Parkin, PINK1 and DJ1 as possible modulators of mTOR pathway in ganglioglioma.

ABSTRACT

PURPOSE: Ganglioglioma (GG) is a non-malignant tumor classified as G1 by the WHO. Although we currently know that the neoplasm may result from the hyperactivity of protein kinase B (PKB or Akt) or extracellular-regulated kinase (Erk), which upregulates mammalian target of rapamycin kinase (mTOR) and leads to translation of proteins responsible for cell cycle regulation, there are still many questions to be answered. In the current paper we try to analyze the link between GG formation and activity of three proteins known to play a role in neuroprotection (parkin, PINK1 and DJ1).
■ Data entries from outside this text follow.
//! Strategy Dispatcher
//!
//! State machine mirroring the regime. Regime changes do not force-close
//! anything: a symbol with an open position keeps being managed by the
//! strategy that opened it, while fresh exposure only ever comes from the
//! strategy of the active regime.

use chrono::{DateTime, Utc};
use rayon::prelude::*;

use crate::regime::RegimeTransition;
use crate::strategies::StrategySet;
use crate::{AccountState, PairMetrics, Regime, Signal, StrategyKind};

/// Regime change as seen by the dispatcher
#[derive(Debug, Clone, Copy, PartialEq, Eq)]
pub struct DispatchTransition {
    pub from: Option<Regime>,
    pub to: Regime,
    pub at: DateTime<Utc>,
}

pub struct StrategyDispatcher {
    strategies: StrategySet,
    regime: Option<Regime>,
}

impl StrategyDispatcher {
    pub fn new(strategies: StrategySet) -> Self {
        Self {
            strategies,
            regime: None,
        }
    }

    pub fn regime(&self) -> Option<Regime> {
        self.regime
    }

    /// Strategy allowed to open fresh exposure right now
    pub fn active(&self) -> Option<StrategyKind> {
        self.regime.map(StrategyKind::for_regime)
    }

    pub fn strategies(&self) -> &StrategySet {
        &self.strategies
    }

    /// The only state mutation. Returns the transition when the label changes.
    pub fn on_regime(&mut self, regime: Regime, at: DateTime<Utc>) -> Option<DispatchTransition> {
        if self.regime == Some(regime) {
            return None;
        }
        let transition = DispatchTransition {
            from: self.regime,
            to: regime,
            at,
        };
        self.regime = Some(regime);

        tracing::info!(
            from = ?transition.from,
            to = %regime,
            active = %StrategyKind::for_regime(regime),
            "Dispatcher switched active strategy"
        );
        Some(transition)
    }

    pub fn on_transition(&mut self, transition: &RegimeTransition) -> Option<DispatchTransition> {
        self.on_regime(transition.to, transition.at)
    }

    /// Route one pair to the right strategy. `None` before the first regime.
    pub fn dispatch(&self, pair: &PairMetrics, account: &AccountState) -> Option<Signal> {
        let regime = self.regime?;
        let active = StrategyKind::for_regime(regime);

        let owner = account
            .position(&pair.symbol)
            .map(|p| p.strategy)
            .unwrap_or(active);

        let signal = self.strategies.get(owner).decide(regime, pair, account);

        if signal.is_new_exposure() && signal.source != active {
            tracing::debug!(
                symbol = %signal.symbol,
                source = %signal.source,
                active = %active,
                "Fresh exposure from inactive strategy downgraded to hold"
            );
            return Some(signal.into_hold());
        }

        Some(signal)
    }

    /// Evaluate every candidate against one account snapshot, in parallel.
    /// Output order matches `pairs`.
    pub fn dispatch_all(&self, pairs: &[PairMetrics], account: &AccountState) -> Vec<Signal> {
        pairs
            .par_iter()
            .filter_map(|pair| self.dispatch(pair, account))
            .collect()
    }
}

#[cfg(test)]
mod tests {
    use super::*;
    use crate::strategies::test_support::{account_with, flat_account, now, pair};
    use crate::{Direction, PairIndicators, SignalIntent};

    fn bullish() -> PairIndicators {
        PairIndicators {
            ema_fast: 101.0,
            ema_slow: 99.0,
            adx: 32.0,
            rsi: 60.0,
            bb_upper: 110.0,
            bb_middle: 100.0,
            bb_lower: 90.0,
            atr_pct: 1.0,
        }
    }

    fn dispatcher() -> StrategyDispatcher {
        StrategyDispatcher::new(StrategySet::default())
    }

    #[test]
    fn test_no_signals_before_first_regime() {
        let d = dispatcher();
        assert!(d.dispatch(&pair("ETHUSDT", 102.0, bullish()), &flat_account()).is_none());
        assert!(d.active().is_none());
    }

    #[test]
    fn test_transitions_only_on_change() {
        let mut d = dispatcher();
        let first = d.on_regime(Regime::Trending, now()).unwrap();
        assert_eq!(first.from, None);
        assert!(d.on_regime(Regime::Trending, now()).is_none());

        let second = d.on_regime(Regime::Dumping, now()).unwrap();
        assert_eq!(second.from, Some(Regime::Trending));
        assert_eq!(d.active(), Some(StrategyKind::Protective));
    }

    #[test]
    fn test_new_symbols_go_to_active_strategy() {
        let mut d = dispatcher();
        d.on_regime(Regime::Trending, now());
        let signal = d.dispatch(&pair("ETHUSDT", 102.0, bullish()), &flat_account()).unwrap();
        assert_eq!(signal.source, StrategyKind::Trend);
        assert_eq!(signal.intent, SignalIntent::Open);
    }

    #[test]
    fn test_held_position_stays_with_owner_after_transition() {
        let mut d = dispatcher();
        d.on_regime(Regime::Dumping, now());

        // Trend opened ETH earlier; the trend then breaks
        let account = account_with("ETHUSDT", Direction::Long, 100.0, StrategyKind::Trend, 0);
        let broken = PairIndicators {
            ema_fast: 97.0,
            ..bullish()
        };
        let signal = d.dispatch(&pair("ETHUSDT", 96.0, broken), &account).unwrap();
        assert_eq!(signal.source, StrategyKind::Trend);
        assert_eq!(signal.intent, SignalIntent::Close);
    }

    #[test]
    fn test_inactive_owner_cannot_add() {
        let mut d = dispatcher();
        d.on_regime(Regime::Ranging, now());

        let account = account_with("ETHUSDT", Direction::Long, 98.0, StrategyKind::Trend, 0);
        let signal = d.dispatch(&pair("ETHUSDT", 102.0, bullish()), &account).unwrap();
        assert!(!signal.is_new_exposure());
    }

    #[test]
    fn test_dispatch_all_preserves_candidate_order() {
        let mut d = dispatcher();
        d.on_regime(Regime::Trending, now());
        let pairs: Vec<_> = ["AUSDT", "BUSDT", "CUSDT", "DUSDT", "EUSDT"]
            .iter()
            .map(|s| pair(s, 102.0, bullish()))
            .collect();

        let signals = d.dispatch_all(&pairs, &flat_account());
        let symbols: Vec<_> = signals.iter().map(|s| s.symbol.as_str()).collect();
        assert_eq!(symbols, vec!["AUSDT", "BUSDT", "CUSDT", "DUSDT", "EUSDT"]);
    }
}
//! Trend Strategy Configuration

use serde::{Deserialize, Serialize};

/// Configuration for the Trend strategy
#[derive(Debug, Clone, Serialize, Deserialize)]
pub struct TrendConfig {
    /// Minimum pair ADX for a fresh entry (default: 25)
    #[serde(default = "default_min_adx")]
    pub min_adx: f64,

    /// Equity fraction for the initial entry (default: 0.10)
    #[serde(default = "default_size_fraction")]
    pub size_fraction: f64,

    /// Equity fraction for each pyramid add (default: 0.05)
    #[serde(default = "default_add_fraction")]
    pub add_fraction: f64,

    /// Unrealized profit (percent) required before each add (default: 1.0)
    #[serde(default = "default_pyramid_step_pct")]
    pub pyramid_step_pct: f64,

    /// Maximum adds per position (default: 2)
    #[serde(default = "default_max_adds")]
    pub max_adds: u32,

    /// Multiplier on the base stop distance (default: 1.0)
    #[serde(default = "default_stop_multiplier")]
    pub stop_multiplier: f64,

    /// Take profit in percent (default: 4.5)
    #[serde(default = "default_take_profit_pct")]
    pub take_profit_pct: f64,

    /// Trailing stop distance in percent (default: 2.0)
    #[serde(default = "default_trailing_stop_pct")]
    pub trailing_stop_pct: f64,
}

fn default_min_adx() -> f64 { 25.0 }
fn default_size_fraction() -> f64 { 0.10 }
fn default_add_fraction() -> f64 { 0.05 }
fn default_pyramid_step_pct() -> f64 { 1.0 }
fn default_max_adds() -> u32 { 2 }
fn default_stop_multiplier() -> f64 { 1.0 }
fn default_take_profit_pct() -> f64 { 4.5 }
fn default_trailing_stop_pct() -> f64 { 2.0 }

impl Default for TrendConfig {
    fn default() -> Self {
        Self {
            min_adx: default_min_adx(),
            size_fraction: default_size_fraction(),
            add_fraction: default_add_fraction(),
            pyramid_step_pct: default_pyramid_step_pct(),
            max_adds: default_max_adds(),
            stop_multiplier: default_stop_multiplier(),
            take_profit_pct: default_take_profit_pct(),
            trailing_stop_pct: default_trailing_stop_pct(),
        }
    }
}
/// Risk manager behind the single-writer lock
pub type SharedRiskManager = Arc<tokio::sync::Mutex<RiskManager>>;

/// Configuration for RiskManager using builder pattern
#[derive(Debug, Clone)]
pub struct RiskManagerConfig {
    pub starting_equity: Money,
    pub max_open_positions: usize,
    /// Base stop distance in percent, used when a strategy has no profile
    pub stop_loss_pct: f64,
    pub daily_loss_limit_pct: f64,
    /// Reporting target only
    pub daily_profit_target_pct: f64,
    pub circuit_breaker_duration: Duration,
    pub leverage: f64,
    pub max_position_fraction: f64,
    pub min_notional: f64,
    pub taker_fee: f64,
    pub profiles: BTreeMap<StrategyKind, RiskProfile>,
}

impl Default for RiskManagerConfig {
    fn default() -> Self {
        Self {
            starting_equity: Money::from_f64(10_000.0),
            max_open_positions: 10,
            stop_loss_pct: 1.5,
            daily_loss_limit_pct: 1.0,
            daily_profit_target_pct: 3.0,
            circuit_breaker_duration: Duration::hours(24),
            leverage: 1.0,
            max_position_fraction: 0.25,
            min_notional: 6.0,
            taker_fee: 0.0004,
            profiles: BTreeMap::new(),
        }
    }
}

impl RiskManagerConfig {
    /// Seed from the trading section of the configuration
    pub fn from_trading(trading: &TradingConfig, taker_fee: f64) -> Self {
        Self::default()
            .with_equity(Money::from_f64(trading.starting_equity))
            .with_max_positions(trading.max_open_positions)
            .with_stop_loss_pct(trading.stop_loss_pct)
            .with_daily_loss_limit_pct(trading.daily_loss_limit_pct)
            .with_daily_profit_target_pct(trading.daily_profit_target_pct)
            .with_circuit_breaker_hours(trading.circuit_breaker_hours)
            .with_leverage(trading.leverage)
            .with_max_position_fraction(trading.max_position_fraction)
            .with_min_notional(trading.min_notional)
            .with_taker_fee(taker_fee)
    }

    pub fn with_equity(mut self, equity: Money) -> Self {
        self.starting_equity = equity;
        self
    }

    /// Set maximum concurrent positions
    pub fn with_max_positions(mut self, max: usize) -> Self {
        self.max_open_positions = max;
        self
    }

    pub fn with_stop_loss_pct(mut self, pct: f64) -> Self {
        self.stop_loss_pct = pct;
        self
    }

    /// Daily loss (percent of start-of-day equity) that trips the breaker
    pub fn with_daily_loss_limit_pct(mut self, pct: f64) -> Self {
        self.daily_loss_limit_pct = pct;
        self
    }

    pub fn with_daily_profit_target_pct(mut self, pct: f64) -> Self {
        self.daily_profit_target_pct = pct;
        self
    }

    pub fn with_circuit_breaker_hours(mut self, hours: i64) -> Self {
        self.circuit_breaker_duration = Duration::hours(hours);
        self
    }

    pub fn with_leverage(mut self, leverage: f64) -> Self {
        self.leverage = leverage;
        self
    }

    pub fn with_max_position_fraction(mut self, fraction: f64) -> Self {
        self.max_position_fraction = fraction;
        self
    }

    pub fn with_min_notional(mut self, notional: f64) -> Self {
        self.min_notional = notional;
        self
    }

    pub fn with_taker_fee(mut self, fee: f64) -> Self {
        self.taker_fee = fee;
        self
    }

    pub fn with_profile(mut self, kind: StrategyKind, profile: RiskProfile) -> Self {
        self.profiles.insert(kind, profile);
        self
    }

    pub fn with_profiles(mut self, profiles: impl IntoIterator<Item = (StrategyKind, RiskProfile)>) -> Self {
        self.profiles.extend(profiles);
        self
    }

    /// Build the RiskManager with a fresh account
    pub fn build(self, now: DateTime<Utc>) -> RiskManager {
        let account = AccountState::new(self.starting_equity, now);
        RiskManager::with_account(self, account)
    }
}
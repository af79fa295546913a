//! Error taxonomy for the trading engine
//!
//! Recoverable per-cycle failures (`DataUnavailable`, `OrderRejected`,
//! `AmbiguousFill`) are handled locally by the engine; only configuration
//! errors are fatal.

use chrono::{DateTime, Utc};
use thiserror::Error;

use crate::Symbol;

/// Configuration-related errors. Fatal at startup.
#[derive(Debug, Error)]
pub enum ConfigError {
    #[error("missing required environment variable: {var}")]
    MissingEnv { var: &'static str },

    #[error("invalid value for {field}: {reason}")]
    InvalidValue { field: &'static str, reason: String },

    #[error("failed to read config file: {0}")]
    ReadFile(#[source] std::io::Error),

    #[error("failed to parse config: {0}")]
    Parse(#[source] serde_json::Error),
}

/// Failures reported by (or while talking to) the exchange gateway
#[derive(Debug, Clone, Error, PartialEq)]
pub enum GatewayError {
    #[error("gateway unavailable: {0}")]
    Unavailable(String),

    #[error("order rejected by venue: {0}")]
    Rejected(String),

    #[error("gateway call timed out after {0:?}")]
    Timeout(std::time::Duration),

    #[error("unknown symbol: {0}")]
    UnknownSymbol(Symbol),

    #[error("unknown order: {0}")]
    UnknownOrder(String),
}

/// Reasons the risk manager declines a signal
#[derive(Debug, Clone, Error, PartialEq)]
pub enum RiskRejection {
    #[error("circuit breaker active until {until}")]
    CircuitBreakerActive { until: DateTime<Utc> },

    #[error("capacity exceeded: {open} open positions, max {max}")]
    CapacityExceeded { open: usize, max: usize },

    #[error("position already open for {0}")]
    PositionExists(Symbol),

    #[error("no open position for {0}")]
    NoOpenPosition(Symbol),

    #[error("order already pending for {0}")]
    PendingOrder(Symbol),

    #[error("pyramid limit reached: {adds} adds, max {max}")]
    PyramidLimit { adds: u32, max: u32 },

    #[error("signal direction does not match the open position or its owner")]
    DirectionMismatch,

    #[error("order notional {notional:.2} below minimum {minimum:.2}")]
    BelowMinimumSize { notional: f64, minimum: f64 },

    #[error("invalid reference price {0}")]
    InvalidPrice(f64),

    #[error("signal is not actionable")]
    NotActionable,
}

/// Engine-level error taxonomy
#[derive(Debug, Error)]
pub enum EngineError {
    /// Market data missing for a cycle; affected symbols are skipped
    #[error("data unavailable for {symbol}: {reason}")]
    DataUnavailable { symbol: Symbol, reason: String },

    /// Venue declined an order; no retry within the same cycle
    #[error("order {order_id} rejected for {symbol}: {reason}")]
    OrderRejected {
        order_id: String,
        symbol: Symbol,
        reason: String,
    },

    /// Submission outcome unknown; account state must be reconciled
    #[error("ambiguous fill for order {order_id} on {symbol}; reconciliation required")]
    AmbiguousFill { order_id: String, symbol: Symbol },

    #[error(transparent)]
    Configuration(#[from] ConfigError),

    #[error("state persistence failed: {0}")]
    State(#[source] anyhow::Error),
}

impl EngineError {
    pub fn data_unavailable(symbol: &Symbol, reason: impl ToString) -> Self {
        EngineError::DataUnavailable {
            symbol: symbol.clone(),
            reason: reason.to_string(),
        }
    }

    /// Data failure not tied to one symbol (venue clock, account, listing)
    pub fn venue_unavailable(reason: impl ToString) -> Self {
        EngineError::DataUnavailable {
            symbol: Symbol::new("*"),
            reason: reason.to_string(),
        }
    }

    /// Only configuration errors stop the process
    pub fn is_fatal(&self) -> bool {
        matches!(self, EngineError::Configuration(_))
    }
}
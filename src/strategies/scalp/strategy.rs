//! Scalp Strategy Implementation

use chrono::Duration;

use crate::strategies::{RiskProfile, Strategy};
use crate::{AccountState, Direction, PairMetrics, Position, Regime, Signal, StrategyKind};

use super::config::ScalpConfig;

/// Candidate mean-reversion entry with its quality score
#[derive(Debug, Clone, Copy, PartialEq)]
struct Setup {
    direction: Direction,
    score: u32,
}

/// Bollinger Band + RSI mean reversion scalper
pub struct ScalpStrategy {
    config: ScalpConfig,
}

impl ScalpStrategy {
    pub fn new(config: ScalpConfig) -> Self {
        Self { config }
    }

    fn find_setup(&self, pair: &PairMetrics) -> Option<Setup> {
        let ind = &pair.indicators;
        let cfg = &self.config;

        if pair.price <= ind.bb_lower && ind.rsi < cfg.rsi_oversold {
            let bonus = if ind.rsi < cfg.rsi_extreme_low { cfg.extreme_bonus } else { 0 };
            return Some(Setup {
                direction: Direction::Long,
                score: cfg.base_score + bonus,
            });
        }

        if cfg.allow_short && pair.price >= ind.bb_upper && ind.rsi > cfg.rsi_overbought {
            let bonus = if ind.rsi > cfg.rsi_extreme_high { cfg.extreme_bonus } else { 0 };
            return Some(Setup {
                direction: Direction::Short,
                score: cfg.base_score + bonus,
            });
        }

        None
    }

    /// Price reverted through the middle band
    fn has_reverted(&self, position: &Position, pair: &PairMetrics) -> bool {
        let middle = pair.indicators.bb_middle;
        match position.direction {
            Direction::Long => pair.price >= middle,
            Direction::Short => pair.price <= middle,
            Direction::Flat => false,
        }
    }
}

impl Strategy for ScalpStrategy {
    fn kind(&self) -> StrategyKind {
        StrategyKind::Scalp
    }

    fn decide(&self, regime: Regime, pair: &PairMetrics, account: &AccountState) -> Signal {
        let kind = self.kind();

        match account.position(&pair.symbol) {
            Some(position) if position.strategy == kind => {
                if self.has_reverted(position, pair) {
                    Signal::close(pair, kind)
                } else {
                    Signal::hold(pair, kind)
                }
            }
            Some(_) => Signal::hold(pair, kind),
            None => {
                if regime != Regime::Ranging || (self.config.require_liquid && !pair.liquid) {
                    return Signal::hold(pair, kind);
                }

                match self.find_setup(pair) {
                    Some(setup) if setup.score >= self.config.min_score => {
                        tracing::debug!(
                            symbol = %pair.symbol,
                            direction = %setup.direction,
                            score = setup.score,
                            rsi = format!("{:.1}", pair.indicators.rsi),
                            "Scalp setup"
                        );
                        Signal::open(pair, setup.direction, self.config.size_fraction, kind)
                    }
                    _ => Signal::hold(pair, kind),
                }
            }
        }
    }

    fn risk_profile(&self, base_stop_pct: f64) -> RiskProfile {
        RiskProfile {
            stop_loss_pct: base_stop_pct * self.config.stop_multiplier,
            take_profit_pct: Some(self.config.take_profit_pct),
            trailing_stop_pct: None,
            max_hold: Some(Duration::minutes(self.config.max_hold_minutes)),
            max_adds: 0,
        }
    }
}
MATERIALS AND METHODS: In our paper, we review the current information on the involvement of these proteins in the transmission of information in the cell and triggering various cell signals, like survival or apoptosis. We also review current literature data on involvement of parkin, DJ1 and PINK1 in the regulation of mTOR, the pathway probably contributing to the development of GG. RESULTS: Parkin is an E3 ubiquitin ligase, shown to trigger proteasome-dependent degradation and autophagy, necessary for the maintenance of homeostasis in neurons. PINK1, a mitochondrial protein kinase, is required for mitochondrial maintenance and neuronal survival. DJ1 is a sensor of reactive oxygen species, and protects the cells against oxidative stress. Mutations in the genes encoding these three proteins are known to underlie autosomal recessive forms of Parkinson's disease, as well as other neurodegenerative and neuroinflammatory disorders. CONCLUSION: It appears that mutations of parkin, PINK1 and DJ1 may result in the development of both neurodegeneration and tumors. Also, these proteins might be used as markers of disease, thus allowing better diagnosis and therapy.